### TASK REQUIREMENTS
Retrieve all lines below that have the string "behalf".

### Saved entries
[Start of section]

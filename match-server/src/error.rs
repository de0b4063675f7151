//! Error categories shared by the matcher and the request lifecycle.
//!
//! Each operation has its own error enum carrying the details; callers that
//! only need to decide how to react (the web layer picking a status code)
//! use the [`ErrorKind`] those errors map to.

use std::fmt;

use serde::Serialize;

/// Coarse classification of operation failures.
#[derive(Debug, Clone, Copy, PartialEq, Eq, Hash, Serialize)]
#[serde(rename_all = "snake_case")]
pub enum ErrorKind {
    /// A journey, user or request does not exist.
    NotFound,

    /// Input exists but cannot be used (missing coordinates, malformed time).
    PreconditionFailed,

    /// Caller-supplied values are invalid (empty or too-long message).
    Validation,

    /// The acting user is not the party allowed to perform the operation.
    Forbidden,

    /// The request is not in a state that allows the transition.
    InvalidState,

    /// The operation would duplicate an existing request.
    Conflict,

    /// The store failed.
    Storage,
}

impl fmt::Display for ErrorKind {
    fn fmt(&self, f: &mut fmt::Formatter<'_>) -> fmt::Result {
        let s = match self {
            ErrorKind::NotFound => "not found",
            ErrorKind::PreconditionFailed => "precondition failed",
            ErrorKind::Validation => "validation error",
            ErrorKind::Forbidden => "forbidden",
            ErrorKind::InvalidState => "invalid state",
            ErrorKind::Conflict => "conflict",
            ErrorKind::Storage => "storage error",
        };
        f.write_str(s)
    }
}
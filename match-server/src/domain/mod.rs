//! Domain types for journey matching.
//!
//! Users, journeys and requests as read from the store, plus the
//! validated value types (times, messages) the matcher and the request
//! lifecycle rely on.

mod ids;
mod journey;
mod request;
mod time;
mod user;

pub use ids::{JourneyId, RequestId, UserId};
pub use journey::{Coordinates, Journey, Place};
pub use request::{
    Decision, MAX_MESSAGE_CHARS, Message, MessageError, NewRequest, Request, RequestStatus,
};
pub use time::{ClockTime, TimeError};
pub use user::{Gender, User};
//! Ride requests between users.

use std::fmt;

use serde::{Deserialize, Serialize};

use super::{JourneyId, RequestId, UserId};

/// Maximum request message length, in characters.
pub const MAX_MESSAGE_CHARS: usize = 150;

/// Error returned when a request message is rejected.
#[derive(Debug, Clone, PartialEq, Eq, thiserror::Error)]
pub enum MessageError {
    #[error("message must not be empty")]
    Empty,

    #[error("message is {len} characters, maximum is {MAX_MESSAGE_CHARS}")]
    TooLong { len: usize },
}

/// A validated request message: non-blank and at most
/// [`MAX_MESSAGE_CHARS`] characters once surrounding whitespace is trimmed.
///
/// # Examples
///
/// ```
/// use match_server::domain::Message;
///
/// assert!(Message::parse("Can I join you on Friday?").is_ok());
/// assert!(Message::parse("   ").is_err());
/// assert!(Message::parse(&"x".repeat(151)).is_err());
/// ```
#[derive(Clone, PartialEq, Eq, Serialize, Deserialize)]
#[serde(try_from = "String", into = "String")]
pub struct Message(String);

impl Message {
    /// Trim and validate. The trimmed text is what gets stored.
    pub fn parse(s: &str) -> Result<Self, MessageError> {
        let s = s.trim();
        if s.is_empty() {
            return Err(MessageError::Empty);
        }

        let len = s.chars().count();
        if len > MAX_MESSAGE_CHARS {
            return Err(MessageError::TooLong { len });
        }

        Ok(Self(s.to_string()))
    }

    pub fn as_str(&self) -> &str {
        &self.0
    }
}

impl TryFrom<String> for Message {
    type Error = MessageError;

    fn try_from(value: String) -> Result<Self, Self::Error> {
        Self::parse(&value)
    }
}

impl From<Message> for String {
    fn from(value: Message) -> Self {
        value.0
    }
}

impl fmt::Debug for Message {
    fn fmt(&self, f: &mut fmt::Formatter<'_>) -> fmt::Result {
        write!(f, "Message({:?})", self.0)
    }
}

impl fmt::Display for Message {
    fn fmt(&self, f: &mut fmt::Formatter<'_>) -> fmt::Result {
        f.write_str(&self.0)
    }
}

/// Status of a request.
///
/// `Approved` and `Denied` are terminal. Cancelling removes the request
/// instead of recording a status.
#[derive(Debug, Clone, Copy, PartialEq, Eq, Hash, Serialize, Deserialize)]
pub enum RequestStatus {
    Pending,
    Approved,
    Denied,
}

impl RequestStatus {
    pub fn is_terminal(self) -> bool {
        !matches!(self, RequestStatus::Pending)
    }
}

impl fmt::Display for RequestStatus {
    fn fmt(&self, f: &mut fmt::Formatter<'_>) -> fmt::Result {
        let s = match self {
            RequestStatus::Pending => "Pending",
            RequestStatus::Approved => "Approved",
            RequestStatus::Denied => "Denied",
        };
        f.write_str(s)
    }
}

/// A recipient's answer to a pending request.
#[derive(Debug, Clone, Copy, PartialEq, Eq, Serialize, Deserialize)]
#[serde(rename_all = "lowercase")]
pub enum Decision {
    Approve,
    Deny,
}

impl Decision {
    /// The status a pending request moves to.
    pub fn target_status(self) -> RequestStatus {
        match self {
            Decision::Approve => RequestStatus::Approved,
            Decision::Deny => RequestStatus::Denied,
        }
    }
}

/// A request row.
#[derive(Debug, Clone, PartialEq, Eq, Serialize, Deserialize)]
pub struct Request {
    pub request_id: RequestId,

    pub requester_id: UserId,

    /// Owner of the requested journey.
    pub recipient_id: UserId,

    pub journey_id: JourneyId,

    pub message: Message,

    pub status: RequestStatus,
}

/// A request that has not been stored yet.
#[derive(Debug, Clone, PartialEq, Eq)]
pub struct NewRequest {
    pub requester_id: UserId,
    pub recipient_id: UserId,
    pub journey_id: JourneyId,
    pub message: Message,
}

impl NewRequest {
    /// Attach the id assigned by the store. New requests start `Pending`.
    pub fn into_request(self, request_id: RequestId) -> Request {
        Request {
            request_id,
            requester_id: self.requester_id,
            recipient_id: self.recipient_id,
            journey_id: self.journey_id,
            message: self.message,
            status: RequestStatus::Pending,
        }
    }
}
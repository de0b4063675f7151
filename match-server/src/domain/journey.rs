//! Journeys offered or sought by users.

use chrono::NaiveDate;
use serde::{Deserialize, Serialize};

use super::time::{ClockTime, TimeError};
use super::{JourneyId, UserId};

/// A geocoded point in decimal degrees.
#[derive(Debug, Clone, Copy, PartialEq, Serialize, Deserialize)]
pub struct Coordinates {
    pub latitude: f64,
    pub longitude: f64,
}

impl Coordinates {
    pub fn new(latitude: f64, longitude: f64) -> Self {
        Self {
            latitude,
            longitude,
        }
    }
}

/// A named end of a journey.
///
/// Latitude and longitude are stored together: a place is either fully
/// geocoded (picked from the address suggestions) or not geocoded at all.
#[derive(Debug, Clone, PartialEq, Serialize, Deserialize)]
pub struct Place {
    pub label: String,

    #[serde(default)]
    pub coordinates: Option<Coordinates>,
}

impl Place {
    /// A place picked from suggestions, with coordinates.
    pub fn geocoded(label: impl Into<String>, latitude: f64, longitude: f64) -> Self {
        Self {
            label: label.into(),
            coordinates: Some(Coordinates::new(latitude, longitude)),
        }
    }

    /// A place typed in free text, without coordinates.
    pub fn unresolved(label: impl Into<String>) -> Self {
        Self {
            label: label.into(),
            coordinates: None,
        }
    }
}

/// A journey row.
///
/// `departing_at` and `must_arrive_at` keep the "HH:MM" strings the journey
/// screens stored; use [`Journey::departure_time`] to parse them.
#[derive(Debug, Clone, PartialEq, Serialize, Deserialize)]
pub struct Journey {
    pub journey_id: JourneyId,

    /// The owning user.
    pub user_id: UserId,

    pub origin: Place,

    pub destination: Place,

    pub date: NaiveDate,

    pub departing_at: String,

    pub must_arrive_at: String,

    /// Free-form label maintained by the journey screens.
    pub status: String,
}

impl Journey {
    /// Parse the departure time.
    pub fn departure_time(&self) -> Result<ClockTime, TimeError> {
        ClockTime::parse_hhmm(&self.departing_at)
    }

    /// Origin and destination coordinates, if both ends are geocoded.
    pub fn endpoints(&self) -> Option<(Coordinates, Coordinates)> {
        Some((self.origin.coordinates?, self.destination.coordinates?))
    }
}

#[cfg(test)]
mod tests {
    use super::*;

    fn journey(origin: Place, destination: Place) -> Journey {
        Journey {
            journey_id: JourneyId(1),
            user_id: UserId(1),
            origin,
            destination,
            date: NaiveDate::from_ymd_opt(2025, 3, 14).unwrap(),
            departing_at: "08:00".to_string(),
            must_arrive_at: "09:00".to_string(),
            status: "Pending".to_string(),
        }
    }

    #[test]
    fn endpoints_require_both_ends() {
        let full = journey(
            Place::geocoded("Derry", 54.99, -7.30),
            Place::geocoded("Letterkenny", 54.95, -7.73),
        );
        assert!(full.endpoints().is_some());

        let half = journey(
            Place::geocoded("Derry", 54.99, -7.30),
            Place::unresolved("Somewhere"),
        );
        assert!(half.endpoints().is_none());
    }

    #[test]
    fn departure_time_parses_stored_string() {
        let mut j = journey(Place::unresolved("A"), Place::unresolved("B"));
        assert_eq!(j.departure_time().unwrap().minutes_since_midnight(), 480);

        j.departing_at = "8am".to_string();
        assert!(j.departure_time().is_err());
    }

    #[test]
    fn missing_coordinates_deserialize_as_none() {
        let json = r#"{ "label": "Main Street" }"#;
        let place: Place = serde_json::from_str(json).unwrap();
        assert_eq!(place, Place::unresolved("Main Street"));
    }
}
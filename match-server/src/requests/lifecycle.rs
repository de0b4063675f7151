//! Request state machine.
//!
//! ```text
//!            approve (recipient)
//!   Pending ─────────────────────▶ Approved
//!      │     deny (recipient)
//!      └─────────────────────────▶ Denied
//!
//!   any status ── cancel (requester) ──▶ deleted
//! ```
//!
//! Approve and deny are compare-and-set updates in the store, so two
//! concurrent responses cannot both succeed.

use serde::Serialize;
use tracing::{debug, info};

use crate::domain::{
    Decision, Journey, Message, NewRequest, Request, RequestId, RequestStatus, UserId,
};
use crate::store::{InsertOutcome, Store, TransitionOutcome, UserDirectory};

use super::error::{RequestError, Role};

/// A request together with the journey and the names of both parties.
///
/// The journey or a user may have been deleted since the request was made,
/// in which case the corresponding field is `None`.
#[derive(Debug, Clone, PartialEq, Serialize)]
pub struct RequestView {
    pub request: Request,
    pub journey: Option<Journey>,
    pub requester_first_name: Option<String>,
    pub recipient_first_name: Option<String>,
}

/// Creates, transitions and deletes requests.
pub struct RequestManager<'a, S> {
    store: &'a S,
    users: &'a UserDirectory<S>,
}

impl<'a, S: Store> RequestManager<'a, S> {
    /// Create a new manager.
    pub fn new(store: &'a S, users: &'a UserDirectory<S>) -> Self {
        Self { store, users }
    }

    /// Send a request to join `journey` on behalf of `requester_id`.
    ///
    /// The store rejects a second request from the same requester for the
    /// same journey, whatever the status of the first.
    pub async fn create_request(
        &self,
        requester_id: UserId,
        journey: &Journey,
        message: &str,
    ) -> Result<RequestId, RequestError> {
        let message = Message::parse(message)?;

        if journey.user_id == requester_id {
            return Err(RequestError::SelfRequest(requester_id));
        }

        let new = NewRequest {
            requester_id,
            recipient_id: journey.user_id,
            journey_id: journey.journey_id,
            message,
        };

        match self.store.insert_request(new).await? {
            InsertOutcome::Inserted(id) => {
                info!(
                    request = %id,
                    requester = %requester_id,
                    journey = %journey.journey_id,
                    "request created"
                );
                Ok(id)
            }
            InsertOutcome::Duplicate(existing) => Err(RequestError::Conflict {
                requester: requester_id,
                journey: journey.journey_id,
                existing,
            }),
        }
    }

    /// Approve a pending request. Only the recipient may approve.
    pub async fn approve(&self, id: RequestId, acting_user: UserId) -> Result<(), RequestError> {
        self.respond(id, acting_user, Decision::Approve).await
    }

    /// Deny a pending request. Only the recipient may deny.
    pub async fn deny(&self, id: RequestId, acting_user: UserId) -> Result<(), RequestError> {
        self.respond(id, acting_user, Decision::Deny).await
    }

    /// Apply the recipient's decision to a pending request.
    pub async fn respond(
        &self,
        id: RequestId,
        acting_user: UserId,
        decision: Decision,
    ) -> Result<(), RequestError> {
        let request = self.load(id).await?;

        if request.recipient_id != acting_user {
            return Err(RequestError::Forbidden {
                request: id,
                user: acting_user,
                required: Role::Recipient,
            });
        }

        // Checked again atomically by the store below; this just avoids a
        // write for the common case.
        if request.status.is_terminal() {
            return Err(RequestError::InvalidState {
                request: id,
                current: request.status,
            });
        }

        let to = decision.target_status();
        match self
            .store
            .transition_status(id, RequestStatus::Pending, to)
            .await?
        {
            TransitionOutcome::Applied => {
                info!(request = %id, status = %to, "request answered");
                Ok(())
            }
            TransitionOutcome::Rejected { current } => {
                debug!(request = %id, %current, "lost race to answer request");
                Err(RequestError::InvalidState {
                    request: id,
                    current,
                })
            }
            TransitionOutcome::Missing => Err(RequestError::NotFound(id)),
        }
    }

    /// Withdraw a request. Only the requester may cancel; any status may be
    /// cancelled, and the request is deleted.
    pub async fn cancel(&self, id: RequestId, acting_user: UserId) -> Result<(), RequestError> {
        let request = self.load(id).await?;

        if request.requester_id != acting_user {
            return Err(RequestError::Forbidden {
                request: id,
                user: acting_user,
                required: Role::Requester,
            });
        }

        if !self.store.delete_request(id).await? {
            return Err(RequestError::NotFound(id));
        }

        info!(request = %id, status = %request.status, "request cancelled");
        Ok(())
    }

    /// Requests addressed to `user`, newest first.
    pub async fn incoming(&self, user: UserId) -> Result<Vec<RequestView>, RequestError> {
        let requests = self.store.requests_for_recipient(user).await?;
        self.views(requests).await
    }

    /// Requests sent by `user`, newest first.
    pub async fn outgoing(&self, user: UserId) -> Result<Vec<RequestView>, RequestError> {
        let requests = self.store.requests_by_requester(user).await?;
        self.views(requests).await
    }

    /// One request, visible only to its two parties.
    pub async fn details(
        &self,
        id: RequestId,
        acting_user: UserId,
    ) -> Result<RequestView, RequestError> {
        let request = self.load(id).await?;

        if request.requester_id != acting_user && request.recipient_id != acting_user {
            return Err(RequestError::Forbidden {
                request: id,
                user: acting_user,
                required: Role::Participant,
            });
        }

        self.view(request).await
    }

    async fn load(&self, id: RequestId) -> Result<Request, RequestError> {
        self.store
            .request(id)
            .await?
            .ok_or(RequestError::NotFound(id))
    }

    async fn views(&self, requests: Vec<Request>) -> Result<Vec<RequestView>, RequestError> {
        let mut views = Vec::with_capacity(requests.len());
        for request in requests {
            views.push(self.view(request).await?);
        }
        Ok(views)
    }

    async fn view(&self, request: Request) -> Result<RequestView, RequestError> {
        let journey = self.store.journey(request.journey_id).await?;
        let requester = self.users.get(request.requester_id).await?;
        let recipient = self.users.get(request.recipient_id).await?;

        Ok(RequestView {
            request,
            journey,
            requester_first_name: requester.map(|u| u.first_name.clone()),
            recipient_first_name: recipient.map(|u| u.first_name.clone()),
        })
    }
}
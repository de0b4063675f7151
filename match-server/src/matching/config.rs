//! Match configuration.

use chrono::Duration;

/// Parameters for journey matching.
#[derive(Debug, Clone)]
pub struct MatchConfig {
    /// Maximum distance between the two origins, and between the two
    /// destinations (km).
    pub radius_km: f64,

    /// Maximum difference between departure times (minutes).
    pub time_window_mins: i64,
}

impl MatchConfig {
    /// Create a new configuration with the given parameters.
    pub fn new(radius_km: f64, time_window_mins: i64) -> Self {
        Self {
            radius_km,
            time_window_mins,
        }
    }

    /// Get time window as a Duration.
    pub fn time_window(&self) -> Duration {
        Duration::minutes(self.time_window_mins)
    }
}

impl Default for MatchConfig {
    fn default() -> Self {
        Self {
            radius_km: 5.0,
            time_window_mins: 30,
        }
    }
}

#[cfg(test)]
mod tests {
    use super::*;

    #[test]
    fn default_config() {
        let config = MatchConfig::default();

        assert_eq!(config.radius_km, 5.0);
        assert_eq!(config.time_window_mins, 30);
        assert_eq!(config.time_window(), Duration::minutes(30));
    }

    #[test]
    fn custom_config() {
        let config = MatchConfig::new(2.5, 15);

        assert_eq!(config.radius_km, 2.5);
        assert_eq!(config.time_window(), Duration::minutes(15));
    }
}
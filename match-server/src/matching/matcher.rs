//! Match search for a source journey.

use std::collections::{BTreeSet, HashMap};
use std::sync::Arc;

use futures::future::join_all;
use tracing::{debug, trace, warn};

use crate::domain::{JourneyId, TimeError, User, UserId};
use crate::error::ErrorKind;
use crate::store::{Store, StoreError};

use super::config::MatchConfig;
use super::filter::CandidateFilter;
use super::rank::{Candidate, Match, rank_candidates};

/// Error from match search.
#[derive(Debug, thiserror::Error)]
pub enum MatchError {
    /// The source journey does not exist.
    #[error("journey {0} not found")]
    SourceNotFound(JourneyId),

    /// The acting user does not exist.
    #[error("user {0} not found")]
    UserNotFound(UserId),

    /// The source journey was not picked from address suggestions.
    #[error("journey {0} is missing origin or destination coordinates")]
    MissingCoordinates(JourneyId),

    /// The source journey's departure time cannot be parsed.
    #[error("journey {journey} has an invalid departure time: {source}")]
    InvalidTime {
        journey: JourneyId,
        source: TimeError,
    },

    #[error(transparent)]
    Store(#[from] StoreError),
}

impl MatchError {
    pub fn kind(&self) -> ErrorKind {
        match self {
            MatchError::SourceNotFound(_) | MatchError::UserNotFound(_) => ErrorKind::NotFound,
            MatchError::MissingCoordinates(_) | MatchError::InvalidTime { .. } => {
                ErrorKind::PreconditionFailed
            }
            MatchError::Store(_) => ErrorKind::Storage,
        }
    }
}

/// Finds and ranks journeys compatible with a source journey.
///
/// User rows feed the preference rules, so they are read from the store on
/// every search rather than through the cached user directory.
pub struct Matcher<'a, S> {
    store: &'a S,
    config: &'a MatchConfig,
}

impl<'a, S: Store> Matcher<'a, S> {
    /// Create a new matcher.
    pub fn new(store: &'a S, config: &'a MatchConfig) -> Self {
        Self { store, config }
    }

    /// Find matches for `source_id` on behalf of `acting_user_id`.
    ///
    /// Returns matches closest-origin first. A missing source journey is an
    /// error, never an empty list.
    pub async fn find_matches(
        &self,
        source_id: JourneyId,
        acting_user_id: UserId,
    ) -> Result<Vec<Match>, MatchError> {
        let source = self
            .store
            .journey(source_id)
            .await?
            .ok_or(MatchError::SourceNotFound(source_id))?;

        let acting_user = self
            .store
            .user(acting_user_id)
            .await?
            .map(Arc::new)
            .ok_or(MatchError::UserNotFound(acting_user_id))?;

        let already_requested = self.store.requested_journeys(acting_user_id).await?;
        let filter = CandidateFilter::new(&source, acting_user, already_requested, self.config)?;

        let pool = self.store.candidate_journeys(filter.query()).await?;
        let owners = self.load_owners(pool.iter().map(|j| j.user_id)).await?;

        let mut candidates = Vec::with_capacity(pool.len());
        for journey in pool {
            let Some(owner) = owners.get(&journey.user_id) else {
                warn!(
                    journey = %journey.journey_id,
                    owner = %journey.user_id,
                    "candidate owner missing from user store"
                );
                continue;
            };

            match filter.check(&journey, owner) {
                Ok(()) => candidates.push(Candidate {
                    owner_first_name: owner.first_name.clone(),
                    journey,
                }),
                Err(rejection) => {
                    trace!(journey = %journey.journey_id, %rejection, "candidate rejected");
                }
            }
        }

        let filtered = candidates.len();
        let (origin, destination) = source
            .endpoints()
            .ok_or(MatchError::MissingCoordinates(source_id))?;
        let matches = rank_candidates(origin, destination, candidates, self.config.radius_km);

        debug!(
            source = %source_id,
            user = %acting_user_id,
            filtered,
            matched = matches.len(),
            "match search complete"
        );

        Ok(matches)
    }

    /// Fetch the owners of the candidate journeys concurrently.
    async fn load_owners(
        &self,
        ids: impl Iterator<Item = UserId>,
    ) -> Result<HashMap<UserId, User>, StoreError> {
        let ids: BTreeSet<UserId> = ids.collect();
        let lookups = ids.iter().map(|id| self.store.user(*id));

        let mut owners = HashMap::with_capacity(ids.len());
        for (id, result) in ids.iter().zip(join_all(lookups).await) {
            if let Some(user) = result? {
                owners.insert(*id, user);
            }
        }

        Ok(owners)
    }
}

[End of section]

### RESULT OF THE EXERCISE
    /// Send a request to join `journey` on behalf of `requester_id`.
    /// Find matches for `source_id` on behalf of `acting_user_id`.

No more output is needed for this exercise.